In Europe, Spain had to handle a very rapid spread of COVID-19 during a period in 2020 (read our analysis on social security responses in Spain). Francisco De Argila Lefler, from the National Social Security Institute (Instituto Nacional de la Seguridad Social –  INSS) outlined the continuous reinforcement and introduction of new schemes, and how ICT played an enormous role in getting to grips with the pandemic. On this note, he flipped the image and asked what would happen if the next crisis was a cyber-attack? With social security moving faster and faster towards a digital reality, how would we cope if our digital solutions were put out of service? Could we go back-to traditional non-digital solutions? Probably not, which emphasises the importance of back-up plans and solutions, and of preparing for the unexpected crisis.

On this note, Indrek Holst, Director General of ENSIB, Estonia, stressed that even the most digitalized countries, institutions and systems, have their challenges when responding to a pandemic or other crises. His country markets itself as e-estonia, and prides itself with 99% of governmental services being online. Naturally, the Estonian response to COVID-19 has been managed highly digitally, for example with an efficient digital register for vaccination, which is linked to the amount and distribution of vaccines. At the same time, like others, he also stressed the threat of a cyber-attack, and the importance of dealing very carefully with data. In the area of efficiency gains still to be realized, he stressed the importance of breaking down silos within the public sector and in particular the great potential of closer cooperation between the social and health areas.
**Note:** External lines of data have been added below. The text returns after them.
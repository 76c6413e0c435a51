//! Configuration management for Retroterm

use anyhow::{Context, Result};
use serde::{Deserialize, Serialize};
use std::path::PathBuf;

/// How scrollback dumps are written
#[derive(Debug, Clone, Copy, PartialEq, Eq, Serialize, Deserialize, Default)]
#[serde(rename_all = "lowercase")]
pub enum SaveType {
    #[default]
    Normal,
    Html,
    /// Pop a dialog each time
    Ask,
}

/// Application configuration
#[derive(Debug, Clone, Serialize, Deserialize)]
pub struct Config {
    /// Emulation selected at startup (by label, e.g. "ANSI", "VT220")
    #[serde(default = "default_emulation")]
    pub emulation: String,

    /// Command for the local shell session
    #[serde(default = "default_shell")]
    pub shell: String,

    /// Maximum scrollback lines; 0 disables the cap
    #[serde(default = "default_scrollback_lines_max")]
    pub scrollback_lines_max: usize,

    /// AND every incoming byte with 0x7F before the emulation sees it
    #[serde(default)]
    pub strip_8th_bit: bool,

    /// Wrap at the right margin
    #[serde(default = "default_true")]
    pub line_wrap: bool,

    /// Carriage return also feeds a line
    #[serde(default)]
    pub line_feed_on_cr: bool,

    /// NUL prints as a space instead of being dropped
    #[serde(default)]
    pub display_null: bool,

    /// BBS-family variants use a right margin of 79 regardless of the
    /// terminal width
    #[serde(default = "default_true")]
    pub assume_80_columns: bool,

    /// The display font can render ATASCII at normal width; when false
    /// those lines go out double-width
    #[serde(default = "default_true")]
    pub atascii_has_wide_font: bool,

    /// Same for PETSCII
    #[serde(default = "default_true")]
    pub petscii_has_wide_font: bool,

    /// Scrollback dump format
    #[serde(default)]
    pub scrollback_save_type: SaveType,

    /// Notification method for BEL: "bell" (terminal bell) or "none"
    #[serde(default = "default_bell_method")]
    pub bell_method: String,
}

fn default_emulation() -> String {
    "ANSI".to_string()
}

fn default_shell() -> String {
    std::env::var("SHELL").unwrap_or_else(|_| "/bin/sh".to_string())
}

fn default_scrollback_lines_max() -> usize {
    20_000
}

fn default_true() -> bool {
    true
}

fn default_bell_method() -> String {
    "bell".to_string()
}

impl Default for Config {
    fn default() -> Self {
        Self {
            emulation: default_emulation(),
            shell: default_shell(),
            scrollback_lines_max: default_scrollback_lines_max(),
            strip_8th_bit: false,
            line_wrap: true,
            line_feed_on_cr: false,
            display_null: false,
            assume_80_columns: true,
            atascii_has_wide_font: true,
            petscii_has_wide_font: true,
            scrollback_save_type: SaveType::default(),
            bell_method: default_bell_method(),
        }
    }
}

impl Config {
    /// Load configuration from file, or return default if not found
    pub fn load() -> Result<Self> {
        Self::load_from(&config_file_path())
    }

    pub fn load_from(path: &std::path::Path) -> Result<Self> {
        if path.exists() {
            let content = std::fs::read_to_string(path).context("Failed to read config file")?;
            toml::from_str(&content).context("Failed to parse config file")
        } else {
            Ok(Self::default())
        }
    }

    /// Save configuration to file
    pub fn save(&self) -> Result<()> {
        let path = config_file_path();
        let content = toml::to_string_pretty(self).context("Failed to serialize config")?;
        std::fs::write(&path, content).context("Failed to write config file")?;
        Ok(())
    }
}

/// Get the base configuration directory (~/.retroterm)
/// Falls back to ./.retroterm if home directory cannot be determined
pub fn config_dir() -> PathBuf {
    try_config_dir().unwrap_or_else(|| {
        tracing::warn!("Could not determine home directory, using current directory for config");
        PathBuf::from(".retroterm")
    })
}

/// Try to get the base configuration directory, returning None if home dir is unavailable
pub fn try_config_dir() -> Option<PathBuf> {
    dirs::home_dir().map(|h| h.join(".retroterm"))
}

/// Get the path to the config file
pub fn config_file_path() -> PathBuf {
    config_dir().join("config.toml")
}

/// Directory scrollback dumps land in by default
pub fn dumps_dir() -> PathBuf {
    config_dir().join("dumps")
}

/// Directory for log files
pub fn logs_dir() -> PathBuf {
    config_dir().join("logs")
}

/// Ensure all required directories exist
pub fn ensure_directories() -> Result<()> {
    std::fs::create_dir_all(config_dir()).context("Failed to create config directory")?;
    std::fs::create_dir_all(dumps_dir()).context("Failed to create dumps directory")?;
    std::fs::create_dir_all(logs_dir()).context("Failed to create logs directory")?;
    Ok(())
}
Raúl Ruggia-Frick highlighted the relevance of these lessons learnt to improve institutions’ capacity and readiness to deploy quick responses and to ensure the continuity of services in a crisis context. The experiences shared by the institutions show the importance of inter-institutional collaboration to maintain quality information about beneficiaries and contributors, of flexibility and agility to quickly adapt to new contexts, and of a robust protection of key systems and data. These elements will be taken into account in upcoming ISSA Guidelines on the continuity of social security services and institutional resilience.

See you in Tallinn in 2022

The ICT Virtual Symposium was organized in anticipation of the 16th ISSA International Conference on Information and Communication Technology in Social Security. Meant to take place in May 2021, COVID-19 made it necessary to move this to May 2022. Like the virtual symposium, next year’s event will be organized in cooperation with ENSIB. Its CEO, Indrek Holst, rounded off the virtual symposium by welcoming all ISSA members to Tallinn next year, and by presenting a short promotional video for the event.